Figur sentral dalam pelayanan perawatan kesehatan adalah pasien. Pasien yang datang ke
rumah sakit atau fasilitas pelayanan kesehatan dengan masalah kesehatan juga datang sebagai
individu, anggota keluarga atau anggota dari komunitas. Tergantung pada masalahnya, keadaan
yang berhubungan, dan pengalaman masa lalu, kebutuhan pasien akan beragam.
4. Bentuk-Bentuk Interaksi
Dalam setiap interaksi senantiasa di dalamnya mengimplikasikan adanya komunikasi
antarpribadi, begitu juga sebaliknya setiap komunikasi antarpribadi senantiasa mengandung
interaksi di dalamnya.Sulit untuk memisahkan antara keduanya.Atas dasar tersebut, maka Shaw
mengumukan bentuk-bentuk interaksi sebagai berikut.
1) Interaksi verbal merupakan salah satu bentuk interaksi yang terjadi apabila dua orang atau
lebih melakukan kontak satu sama lain dengan menggunakan alat-alat artikulasi. Proses
tersebut terjadi dalam bentuk percakapan satu sama lain.
2) Interaksi fisik ialah salah satu bentuk interaksi yang terjadi jika ada dua orang atau lebih
melakukan kontak dengan menggunakan bahasa-bahasa tubuh.
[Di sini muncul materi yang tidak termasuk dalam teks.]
// Copyright (C) 2023 Tristan Gerritsen <tristan@thewoosh.org>
// All Rights Reserved.

use crate::{
    message::delegate_message,
    status::{reason_phrase_for, validate_code},
    InvalidArgument,
    Message,
    StatusCode,
    StatusCodeClass,
};

/// An outgoing response.
#[derive(Clone, Debug)]
pub struct Response {
    message: Message,
    status: u16,
    reason_phrase: String,
}

delegate_message!(Response, message, headers);

impl Default for Response {
    /// `200 OK`, without headers and with an empty body.
    fn default() -> Self {
        Self::from(StatusCode::Ok)
    }
}

impl From<StatusCode> for Response {
    fn from(status: StatusCode) -> Self {
        Self {
            message: Message::new(),
            status: status.code(),
            reason_phrase: status.reason_phrase().to_string(),
        }
    }
}

impl Response {
    pub fn new() -> Self {
        Self::default()
    }

    pub fn status_code(&self) -> u16 {
        self.status
    }

    /// The class of the status code. The code is always in `100..=599`.
    pub fn status_class(&self) -> StatusCodeClass {
        StatusCodeClass::of(self.status).unwrap_or(StatusCodeClass::ServerError)
    }

    pub fn reason_phrase(&self) -> &str {
        &self.reason_phrase
    }

    /// Returns a copy with the given status. An explicit reason phrase is
    /// kept as is, even when empty; without one, the standard phrase of the
    /// code is used, or `""` for unregistered codes.
    pub fn with_status(&self, code: u16, reason_phrase: Option<&str>) -> Result<Self, InvalidArgument> {
        let status = validate_code(code)?;
        let reason_phrase = match reason_phrase {
            Some(reason_phrase) => reason_phrase.to_string(),
            None => reason_phrase_for(status).to_string(),
        };

        Ok(Self {
            status,
            reason_phrase,
            ..self.clone()
        })
    }
}
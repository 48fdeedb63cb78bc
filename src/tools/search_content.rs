//! MCP `search_content` tool parameter definition.

use schemars::JsonSchema;
use serde::{Deserialize, Serialize};

#[derive(Debug, Serialize, Deserialize, JsonSchema)]
pub struct SearchContentParams {
    #[schemars(description = "What to look for inside saved page content")]
    pub query: String,

    /// Domain as reported in `source_domain` by `unified_search`.
    #[schemars(
        description = "Restrict to one site, e.g. 'docs.rs'. Use a source_domain from unified_search results."
    )]
    pub source_filter: Option<String>,

    /// Accepted for symmetry with the other tools; page chunks are not partitioned by user.
    #[schemars(description = "User identifier. Defaults to 'browser_user'.")]
    pub user_id: Option<String>,

    #[schemars(description = "Maximum number of chunks to return. Defaults to 5.")]
    pub limit: Option<usize>,
}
Contoh interaksi ini : posisi
tubuh, ekspresi wajah, gerak-gerik tubuh dan kontak mata.
3) Interaksi emosional adalah salah satu bentuk interaksi yang terjadi jika individu melakukan
kontak satu sama lain dengan melakukan curahan perasaan. Contoh interaksi ini :
mengeluarkan air mata sebagai tanda sedang bersedih, haru atau bahkan terlalu bahagia.
Selain tiga macam interaksi di atas, Nicholas membedakan bentuk-bentuk interaksi berdasarkan
banyaknya individu yang terlibat dalam proses tersebut serta pola interaksi yang terjadi. Bentukbentuk interaksi tersebut yaitu interaksi dyadic dan interaksi tryadic.
1) Interaksi dyadic merupakan salah satu bentuk interaksi yang terjadi jika ada dua orang yang
terlibat di dalamnya atau lebih dari dua orang tetapi arah interaksinya hanya terjadi dua arah.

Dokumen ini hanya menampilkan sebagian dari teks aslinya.